> **About this task**
Report how many lines in the entries below have the word "self" in them, and give no other words.

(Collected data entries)
------------------------------

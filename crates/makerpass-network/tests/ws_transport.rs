//! Integration tests for the WebSocket client and the transport task.
//!
//! These tests run a local WebSocket server on an ephemeral port and exercise
//! real network I/O.

use std::time::Duration;

use futures::{SinkExt, StreamExt};
use makerpass_network::{
    Incoming, TransportCommand, TransportConfig, TransportEvent, WsClient, WsClientConfig,
    WsClientError, spawn_transport,
};
use makerpass_protocol::Outbound;
use tokio::net::TcpListener;
use tokio::sync::mpsc;
use tokio::time::timeout;
use tokio_tungstenite::accept_async;
use tokio_tungstenite::tungstenite::Message;

const STEP: Duration = Duration::from_secs(5);

async fn bind() -> (TcpListener, String) {
    let listener = TcpListener::bind("127.0.0.1:0").await.unwrap();
    let url = format!("ws://{}", listener.local_addr().unwrap());
    (listener, url)
}

async fn next_event(events: &mut mpsc::Receiver<TransportEvent>) -> TransportEvent {
    timeout(STEP, events.recv())
        .await
        .expect("timed out waiting for transport event")
        .expect("transport stopped")
}

/// Connect, exchange text in both directions, observe a ping and a close.
#[tokio::test]
async fn test_client_full_lifecycle() {
    let (listener, url) = bind().await;

    let server = tokio::spawn(async move {
        let (stream, _) = listener.accept().await.unwrap();
        let mut ws = accept_async(stream).await.unwrap();

        let received = ws.next().await.unwrap().unwrap();
        ws.send(Message::Text(r#"{"type":"ping"}"#.to_string()))
            .await
            .unwrap();
        ws.send(Message::Ping(vec![1, 2, 3])).await.unwrap();
        ws.close(None).await.unwrap();
        while let Some(Ok(_)) = ws.next().await {}
        received
    });

    let mut client = WsClient::new(WsClientConfig {
        url,
        timeout: Duration::from_secs(1),
    });
    client.connect().await.unwrap();
    assert!(client.is_connected());

    client
        .send_text(r#"{"type":"pong"}"#.to_string())
        .await
        .unwrap();

    assert_eq!(
        client.recv().await.unwrap(),
        Incoming::Text(r#"{"type":"ping"}"#.to_string())
    );
    assert_eq!(client.recv().await.unwrap(), Incoming::Activity);
    assert_eq!(client.recv().await.unwrap(), Incoming::Closed(None));
    assert!(!client.is_connected());

    let received = server.await.unwrap();
    assert_eq!(received, Message::Text(r#"{"type":"pong"}"#.to_string()));
}

/// Connecting to a port nobody listens on fails without hanging.
#[tokio::test]
async fn test_client_connection_refused() {
    let (listener, url) = bind().await;
    drop(listener);

    let mut client = WsClient::new(WsClientConfig {
        url,
        timeout: Duration::from_secs(1),
    });
    let result = client.connect().await;
    assert!(matches!(
        result,
        Err(WsClientError::WebSocket(_) | WsClientError::ConnectionTimeout(_))
    ));
    assert!(!client.is_connected());
}

/// The transport forwards traffic, reports the loss, and reconnects.
#[tokio::test]
async fn test_transport_reconnects_after_close() {
    let (listener, url) = bind().await;

    let server = tokio::spawn(async move {
        // First connection: read one message, push one, then close
        let (stream, _) = listener.accept().await.unwrap();
        let mut ws = accept_async(stream).await.unwrap();
        let first = ws.next().await.unwrap().unwrap();
        ws.send(Message::Text(r#"{"type":"access_granted","user":"Alice"}"#.to_string()))
            .await
            .unwrap();
        ws.close(None).await.unwrap();
        while let Some(Ok(_)) = ws.next().await {}

        // Second connection: read one message
        let (stream, _) = listener.accept().await.unwrap();
        let mut ws = accept_async(stream).await.unwrap();
        let second = ws.next().await.unwrap().unwrap();
        (first, second)
    });

    let (handle, task) = spawn_transport(TransportConfig {
        url,
        reconnect_interval: Duration::from_millis(50),
        connect_timeout: Duration::from_secs(1),
    });
    let (commands, mut events) = handle.into_parts();

    assert_eq!(next_event(&mut events).await, TransportEvent::Connected);
    commands
        .send(TransportCommand::Send(Outbound::Pong))
        .await
        .unwrap();

    assert_eq!(
        next_event(&mut events).await,
        TransportEvent::Text(r#"{"type":"access_granted","user":"Alice"}"#.to_string())
    );
    assert!(matches!(
        next_event(&mut events).await,
        TransportEvent::Disconnected { .. }
    ));
    assert_eq!(next_event(&mut events).await, TransportEvent::Connected);

    commands
        .send(TransportCommand::Send(Outbound::SessionEnd {
            resource_id: "ERNPTY".into(),
            session_id: "S1".into(),
        }))
        .await
        .unwrap();

    let (first, second) = timeout(STEP, server).await.unwrap().unwrap();
    assert_eq!(first, Message::Text(r#"{"type":"pong"}"#.to_string()));
    assert_eq!(
        second,
        Message::Text(
            r#"{"type":"session_end","resource_id":"ERNPTY","session_id":"S1"}"#.to_string()
        )
    );

    commands.send(TransportCommand::Shutdown).await.unwrap();
    timeout(STEP, task).await.unwrap().unwrap();
}

/// A requested disconnect closes the socket and reports it.
#[tokio::test]
async fn test_transport_disconnect_command() {
    let (listener, url) = bind().await;

    tokio::spawn(async move {
        let (stream, _) = listener.accept().await.unwrap();
        let mut ws = accept_async(stream).await.unwrap();
        while let Some(Ok(_)) = ws.next().await {}
    });

    let (handle, task) = spawn_transport(TransportConfig {
        url,
        reconnect_interval: Duration::from_secs(60),
        connect_timeout: Duration::from_secs(1),
    });
    let (commands, mut events) = handle.into_parts();

    assert_eq!(next_event(&mut events).await, TransportEvent::Connected);
    commands
        .send(TransportCommand::Disconnect {
            reason: "keep-alive timeout".into(),
        })
        .await
        .unwrap();
    assert_eq!(
        next_event(&mut events).await,
        TransportEvent::Disconnected {
            reason: "keep-alive timeout".into()
        }
    );

    // Shutdown is honoured while waiting to reconnect
    commands.send(TransportCommand::Shutdown).await.unwrap();
    timeout(STEP, task).await.unwrap().unwrap();
}

/// With no authority reachable the transport stays quiet and still shuts down.
#[tokio::test]
async fn test_transport_unreachable_drops_sends() {
    let (listener, url) = bind().await;
    drop(listener);

    let (handle, task) = spawn_transport(TransportConfig {
        url,
        reconnect_interval: Duration::from_millis(20),
        connect_timeout: Duration::from_millis(200),
    });
    let (commands, mut events) = handle.into_parts();

    commands
        .send(TransportCommand::Send(Outbound::Pong))
        .await
        .unwrap();
    assert!(
        timeout(Duration::from_millis(200), events.recv())
            .await
            .is_err()
    );

    drop(commands);
    timeout(STEP, task).await.unwrap().unwrap();
}
use std::fmt;

use makerpass_core::CardCode;
use serde::{Deserialize, Serialize};

use crate::Result;

/// Message sent from the terminal to the authority.
///
/// # Serde representation
///
/// ```json
/// {"type":"device_auth","resource_id":"ERNPTY","api_key":"..."}
/// {"type":"rfid_scan","resource_id":"ERNPTY","rfid_code":"00AB12CD"}
/// {"type":"session_end","resource_id":"ERNPTY","session_id":"S1"}
/// {"type":"pong"}
/// ```
#[derive(Clone, PartialEq, Eq, Serialize, Deserialize)]
#[serde(tag = "type", rename_all = "snake_case")]
pub enum Outbound {
    /// Identity presented once per connection, immediately on connect.
    DeviceAuth { resource_id: String, api_key: String },

    /// Card scan forwarded for an access decision.
    RfidScan {
        resource_id: String,
        rfid_code: CardCode,
    },

    /// Terminal-initiated end of a machine session.
    SessionEnd {
        resource_id: String,
        session_id: String,
    },

    /// Reply to an authority `ping`.
    Pong,
}

impl Outbound {
    /// The `type` discriminant, for logging.
    #[must_use]
    pub fn kind(&self) -> &'static str {
        match self {
            Outbound::DeviceAuth { .. } => "device_auth",
            Outbound::RfidScan { .. } => "rfid_scan",
            Outbound::SessionEnd { .. } => "session_end",
            Outbound::Pong => "pong",
        }
    }

    /// Encode as a JSON text frame.
    ///
    /// # Errors
    /// Returns `ProtocolError::Json` if serialization fails.
    pub fn to_json(&self) -> Result<String> {
        Ok(serde_json::to_string(self)?)
    }
}

// The API key must never reach the logs.
impl fmt::Debug for Outbound {
    fn fmt(&self, f: &mut fmt::Formatter<'_>) -> fmt::Result {
        match self {
            Outbound::DeviceAuth { resource_id, .. } => f
                .debug_struct("DeviceAuth")
                .field("resource_id", resource_id)
                .field("api_key", &"<redacted>")
                .finish(),
            Outbound::RfidScan {
                resource_id,
                rfid_code,
            } => f
                .debug_struct("RfidScan")
                .field("resource_id", resource_id)
                .field("rfid_code", rfid_code)
                .finish(),
            Outbound::SessionEnd {
                resource_id,
                session_id,
            } => f
                .debug_struct("SessionEnd")
                .field("resource_id", resource_id)
                .field("session_id", session_id)
                .finish(),
            Outbound::Pong => write!(f, "Pong"),
        }
    }
}

/// Attributes the authority attaches to a successful authentication.
#[derive(Debug, Clone, Default, PartialEq, Eq)]
pub struct AuthGrant {
    pub enabled: bool,
    pub require_card_present: bool,
    /// Display name; the terminal falls back to its resource id when absent.
    pub resource_name: Option<String>,
}

/// Message received from the authority, decoded once at the boundary.
///
/// Unrecognized `type` values collapse into [`Inbound::Unknown`].
#[derive(Debug, Clone, PartialEq, Eq)]
pub enum Inbound {
    AuthSuccess(AuthGrant),
    AuthError {
        message: String,
    },
    Error {
        message: String,
    },
    Ping,
    Pong,
    AccessGranted {
        user_name: String,
    },
    AccessDenied {
        reason: String,
    },
    SessionStarted {
        /// `None` when the authority supplied no id or an empty one.
        session_id: Option<String>,
        user_name: String,
    },
    SessionEnded {
        user_name: Option<String>,
    },
    Unknown {
        kind: String,
    },
}

impl Inbound {
    /// The `type` discriminant, for logging.
    #[must_use]
    pub fn kind(&self) -> &str {
        match self {
            Inbound::AuthSuccess(_) => "auth_success",
            Inbound::AuthError { .. } => "auth_error",
            Inbound::Error { .. } => "error",
            Inbound::Ping => "ping",
            Inbound::Pong => "pong",
            Inbound::AccessGranted { .. } => "access_granted",
            Inbound::AccessDenied { .. } => "access_denied",
            Inbound::SessionStarted { .. } => "session_started",
            Inbound::SessionEnded { .. } => "session_ended",
            Inbound::Unknown { kind } => kind,
        }
    }
}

------------------------------

> **Response**
8